Tal y como adelantábamos en nuestro primer artículo, el principal déficit que hemos venido padeciendo en nuestro sistema educativo para la prevención del bullying o acoso escolar, tanto en primaria como secundaria, es la dispersión normativa existente en los diversos territorios autonómicos, regidos por las respectivas Consejerías de Educación.
Y para paliar esta carencia de uniformidad e inseguridad jurídica, la futura ley establece una serie de mecanismos, tendentes a una educación segura y libre de violencia, garantizando el respeto y promoción de los derechos de los menores de edad, con el empleo de métodos pacíficos de comunicación, negociación y resolución de conflictos.
En ese sentido, el legislador pretende que se promueva una educación que incluya el respeto a los demás, evitando de toda forma de violencia, con el fin de ayudarles a reconocerla y reaccionar frente a la misma.
Siempre se ha insistido en la necesidad de unos protocolos de actuación , por lo que ahora se establece una obligación de regularlos por parte de las administraciones educativas, para su debida aplicación en todos los centros, sean éstos públicos, concertados o privados.
Y bajo la supervisión y responsabilidad de sus directores, dichos protocolos se activarán en el momento en que los docentes, educadores y progenitores del alumnado detecten indicios de bullying o de ciberacoso, con menoscabo en su caso de su intimidad y reputación a través de las nuevas tecnologías y dispositivos móviles y por descontado, cuando los menores de edad comuniquen situaciones de violencia escolar.
Como principal novedad en esta materia se introduce una figura, que a bien seguro resultará controvertida, el coordinador de bienestar y protección de los alumnos.
Esta persona actuará bajo la supervisión de la dirección del centro para promover planes de formación sobre lo que se denomina “cultura del buen trato” y para la prevención, detección y protección de los menores frente a la violencia.
Para ello el coordinador fomentará la utilización de métodos alternativos de resolución pacífica de conflictos, recurriendo a las AMPAS como nexo de unión con los progenitores del alumnado.

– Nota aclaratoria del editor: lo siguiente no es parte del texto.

//! pixpost CLI — folder watcher daemon plus queue inspection commands.

use std::path::PathBuf;

use clap::{Parser, Subcommand};
use pixpost::client::PixelfedClient;
use pixpost::config::Config;
use pixpost::queue::UploadQueue;
use pixpost::runner::{Runner, RunnerConfig};
use pixpost::watcher::{FolderWatcher, scan_existing};
use tokio::sync::mpsc;
use tracing::info;

#[derive(Parser)]
#[command(name = "pixpost", about = "Watches a folder and posts new images to Pixelfed")]
struct Cli {
    #[command(subcommand)]
    command: Command,
}

#[derive(Subcommand)]
enum Command {
    /// Watch the folder and upload new images until interrupted
    Run,
    /// Durable queue operations
    Queue {
        #[command(subcommand)]
        action: QueueAction,
    },
}

#[derive(Subcommand)]
enum QueueAction {
    /// Show aggregate queue counters
    Stats,
    /// List pending items
    List,
    /// Enqueue a file by hand
    Add {
        /// Path of the image to upload
        file: PathBuf,
        /// Caption for the post
        #[arg(long, default_value = "")]
        caption: String,
    },
}

#[tokio::main]
async fn main() -> anyhow::Result<()> {
    dotenvy::dotenv().ok();
    let cli = Cli::parse();

    let config = Config::from_env()?;
    init_tracing(&config.log_level)?;

    match cli.command {
        Command::Run => cmd_run(config).await,
        Command::Queue { action } => {
            let queue = UploadQueue::load(config.queue_path());
            match action {
                QueueAction::Stats => cmd_queue_stats(&queue),
                QueueAction::List => cmd_queue_list(&queue),
                QueueAction::Add { file, caption } => cmd_queue_add(queue, file, caption),
            }
        }
    }
}

fn init_tracing(default_level: &str) -> anyhow::Result<()> {
    use tracing_subscriber::EnvFilter;
    use tracing_subscriber::layer::SubscriberExt as _;
    use tracing_subscriber::util::SubscriberInitExt as _;

    let env_filter =
        EnvFilter::try_from_default_env().unwrap_or_else(|_| EnvFilter::new(default_level));

    tracing_subscriber::registry()
        .with(env_filter)
        .with(tracing_subscriber::fmt::layer())
        .try_init()
        .map_err(|e| anyhow::anyhow!("failed to init tracing subscriber: {e}"))?;
    Ok(())
}

async fn cmd_run(config: Config) -> anyhow::Result<()> {
    std::fs::create_dir_all(&config.watch_dir)?;

    info!("starting pixpost");
    info!("instance: {}", config.instance_url);
    info!("watching folder: {}", config.watch_dir.display());

    let client = PixelfedClient::new(
        config.instance_url.clone(),
        config.access_token.clone(),
        config.default_post_text.clone(),
        config.cc_license.clone(),
    );

    let queue = UploadQueue::load(config.queue_path());
    let known = scan_existing(&config.watch_dir)?;

    let (candidate_tx, candidate_rx) = mpsc::channel(64);
    let _watcher = FolderWatcher::spawn(
        &config.watch_dir,
        known,
        config.settle_delay,
        candidate_tx,
    )?;

    let runner = Runner::new(RunnerConfig {
        poll_interval: config.poll_interval,
    });

    let shutdown = runner.shutdown_handle();
    tokio::spawn(async move {
        tokio::signal::ctrl_c().await.ok();
        info!("stopping...");
        shutdown.notify_one();
    });

    runner.run(queue, &client, candidate_rx).await;
    Ok(())
}

fn cmd_queue_stats(queue: &UploadQueue) -> anyhow::Result<()> {
    let stats = queue.stats();
    println!("Store:            {}", queue.store_path().display());
    println!("Total:            {}", stats.total);
    println!("Never attempted:  {}", stats.never_attempted);
    println!("Retrying:         {}", stats.retrying);
    println!("Max retry count:  {}", stats.max_retry_count);
    Ok(())
}

fn cmd_queue_list(queue: &UploadQueue) -> anyhow::Result<()> {
    if queue.is_empty() {
        println!("Queue is empty.");
        return Ok(());
    }

    println!(
        "{:<5}  {:<7}  {:<19}  {:<40}  LAST ERROR",
        "ID", "RETRIES", "ENQUEUED", "SUBJECT"
    );
    println!("{}", "-".repeat(100));

    for item in queue.items() {
        let subject = subject_tail(&item.subject, 40);
        println!(
            "{:<5}  {:<7}  {:<19}  {:<40}  {}",
            item.id.0,
            item.retry_count,
            item.enqueued_at.format("%Y-%m-%d %H:%M:%S"),
            subject,
            item.last_error.as_deref().unwrap_or("-")
        );
    }

    println!("\n{} item(s)", queue.len());
    Ok(())
}

fn cmd_queue_add(mut queue: UploadQueue, file: PathBuf, caption: String) -> anyhow::Result<()> {
    let id = queue.add(file.to_string_lossy(), caption);
    println!("Enqueued {} as {}", file.display(), id);
    Ok(())
}

/// Last `max_chars` characters of a subject, for table display. Truncates
/// on a char boundary — paths are lossy UTF-8 and may hold multi-byte
/// characters.
fn subject_tail(subject: &str, max_chars: usize) -> &str {
    match subject.char_indices().rev().nth(max_chars.saturating_sub(1)) {
        Some((idx, _)) => &subject[idx..],
        None => subject,
    }
}

#[cfg(test)]
mod tests {
    use super::*;

    #[test]
    fn subject_tail_keeps_short_subjects_whole() {
        assert_eq!(subject_tail("/watch/a.jpg", 40), "/watch/a.jpg");
        assert_eq!(subject_tail("", 40), "");
    }

    #[test]
    fn subject_tail_truncates_long_ascii_subjects() {
        let subject = "/watch/a-very-long-directory-name/some-deeply-nested-file.jpg";
        let tail = subject_tail(subject, 40);
        assert_eq!(tail.chars().count(), 40);
        assert!(subject.ends_with(tail));
    }

    #[test]
    fn subject_tail_respects_char_boundaries() {
        // Multi-byte filename where a byte-offset cut would land inside
        // a character.
        let subject = "/watch/фотографии_с_отпуска_лето_2026_год.jpg";
        assert!(subject.len() > 40);

        let tail = subject_tail(subject, 40);
        assert_eq!(tail.chars().count(), 40);
        assert!(subject.ends_with(tail));
    }
}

Por otra parte, parece oportuna la previsión de que, en el marco de un plan de convivencia, que ha de ser elaborado en cada centro, cobre especial importancia la redacción de unos códigos de conducta ante situaciones de acoso escolar o ante cualquier otra situación que afecte a la convivencia en el centro educativo, con independencia de que se produzcan en las instalaciones del propio centro o fuera del mismo e incluso través de las nuevas tecnologías.
Dichos códigos han de ser consensuados con los propios alumnos, sin perjuicio de que tanto los miembros del equipo directivo como los profesores conserven su consideración de autoridad pública y de que, en caso de una adopción de medidas correctoras, los hechos por ellos constatados tengan valor probatorio y de presunción de veracidad «iuris tantum» o salvo prueba en contrario, que pueda aportarse por el alumnado en defensa de sus intereses.

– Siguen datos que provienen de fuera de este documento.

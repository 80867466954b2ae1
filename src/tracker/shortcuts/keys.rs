use std::{collections::BTreeSet, fmt::Display, str::FromStr};

use anyhow::{anyhow, bail};
use serde::{Deserialize, Deserializer, Serialize, Serializer};

/// Keys that can take part in a global shortcut. Left and right modifiers are not told apart.
#[derive(Debug, Clone, Copy, PartialEq, Eq, Hash, PartialOrd, Ord)]
pub enum Key {
    Ctrl,
    Shift,
    Alt,
    Meta,
    /// Lowercase ASCII letter or digit.
    Char(char),
    Function(u8),
    Space,
    Escape,
}

impl Key {
    pub fn is_modifier(&self) -> bool {
        matches!(self, Key::Ctrl | Key::Shift | Key::Alt | Key::Meta)
    }
}

impl FromStr for Key {
    type Err = anyhow::Error;

    fn from_str(s: &str) -> Result<Self, Self::Err> {
        let lower = s.trim().to_ascii_lowercase();
        let key = match lower.as_str() {
            "ctrl" | "control" => Key::Ctrl,
            "shift" => Key::Shift,
            "alt" | "option" => Key::Alt,
            "meta" | "win" | "super" | "cmd" => Key::Meta,
            "space" => Key::Space,
            "esc" | "escape" => Key::Escape,
            single if single.len() == 1 => {
                let c = single.chars().next().ok_or_else(|| anyhow!("Empty key"))?;
                if !c.is_ascii_alphanumeric() {
                    bail!("Unsupported key {s:?}");
                }
                Key::Char(c)
            }
            function if function.starts_with('f') => match function[1..].parse::<u8>() {
                Ok(n @ 1..=12) => Key::Function(n),
                _ => bail!("Unsupported key {s:?}"),
            },
            _ => bail!("Unsupported key {s:?}"),
        };
        Ok(key)
    }
}

impl Display for Key {
    fn fmt(&self, f: &mut std::fmt::Formatter<'_>) -> std::fmt::Result {
        match self {
            Key::Ctrl => write!(f, "ctrl"),
            Key::Shift => write!(f, "shift"),
            Key::Alt => write!(f, "alt"),
            Key::Meta => write!(f, "meta"),
            Key::Char(c) => write!(f, "{c}"),
            Key::Function(n) => write!(f, "f{n}"),
            Key::Space => write!(f, "space"),
            Key::Escape => write!(f, "escape"),
        }
    }
}

/// Set of keys that must be held together, e.g. `ctrl+shift+q`. Exactly one non-modifier key.
#[derive(Debug, Clone, PartialEq, Eq)]
pub struct KeyCombination {
    keys: BTreeSet<Key>,
}

impl KeyCombination {
    pub fn keys(&self) -> &BTreeSet<Key> {
        &self.keys
    }
}

impl FromStr for KeyCombination {
    type Err = anyhow::Error;

    fn from_str(s: &str) -> Result<Self, Self::Err> {
        let mut keys = BTreeSet::new();
        for part in s.split('+') {
            let key: Key = part.parse()?;
            if !keys.insert(key) {
                bail!("Key {key} repeats in {s:?}");
            }
        }
        let main_keys = keys.iter().filter(|v| !v.is_modifier()).count();
        if main_keys != 1 {
            bail!("Shortcut {s:?} needs exactly one non-modifier key");
        }
        Ok(Self { keys })
    }
}

impl Display for KeyCombination {
    fn fmt(&self, f: &mut std::fmt::Formatter<'_>) -> std::fmt::Result {
        let text = self
            .keys
            .iter()
            .map(|v| v.to_string())
            .collect::<Vec<_>>()
            .join("+");
        f.write_str(&text)
    }
}

impl Serialize for KeyCombination {
    fn serialize<S: Serializer>(&self, serializer: S) -> Result<S::Ok, S::Error> {
        serializer.collect_str(self)
    }
}

impl<'de> Deserialize<'de> for KeyCombination {
    fn deserialize<D: Deserializer<'de>>(deserializer: D) -> Result<Self, D::Error> {
        let s = String::deserialize(deserializer)?;
        s.parse().map_err(serde::de::Error::custom)
    }
}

Por último, cabe decir que en este ámbito educativo se abordará la imperiosa necesidad de que las administraciones educativas regulen el uso y tenencia de los alumnos de dispositivos móviles de carácter particular y con fines no pedagógicos.
Esperemos que esto último no constituya una mera declaración de intenciones ante la división de opiniones que existe al respecto y que la previsión legal se materialice en una posterior normativa de obligada aplicación, para poder evitar un tristemente arraigado y creciente ciberacoso.
En otro orden de cosas, se pretende erradicar la violencia el ámbito del deporte no escolar, tras varios años de intento de concienciación social para la colectividad, en aras de un cívico comportamiento de aficionados y espectadores.
Para ello, las administraciones públicas regularán protocolos de actuación para la prevención, detección y actuación frente a las posibles situaciones de violencia que puedan padecer los menores y que serán de obligada aplicación para todos los centros donde se realicen actividades deportivas, sean éstos públicos o privados.
Además dichos centros deberá contar con personal debidamente formado , incluido un delegado de protección al que los menores puedan acudir en caso de necesidad, lo que supone una figura análoga al referido coordinador de los centros educativos.
Por último, esperemos que resulte factible y no una mera quimera, la plausible pretensión de que se adopten todas las medidas necesarias tendentes a un lenguaje adecuado y no se profieran insultos, expresiones degradantes y discriminatorias durante la práctica deportiva.
Objetivo en el que deberán estar implicados todos, incluidos los padres, que por el bien de sus hijos, deberían bajar su nivel de exigencia y dejar de considerarlos como futuras estrellas del deporte profesional para mostrar respeto a los entrenadores, jugadores rivales y arbitro.
Y es que, cualquiera que como mero testigo, acuda a un partido de fútbol, por poner un ejemplo de un deporte mayoritario, pronto comprobará como muchos aficionados adultos, que se supone responsables y educadores en valores para dar ejemplo a sus hijos, se comportan como auténticos energúmenos.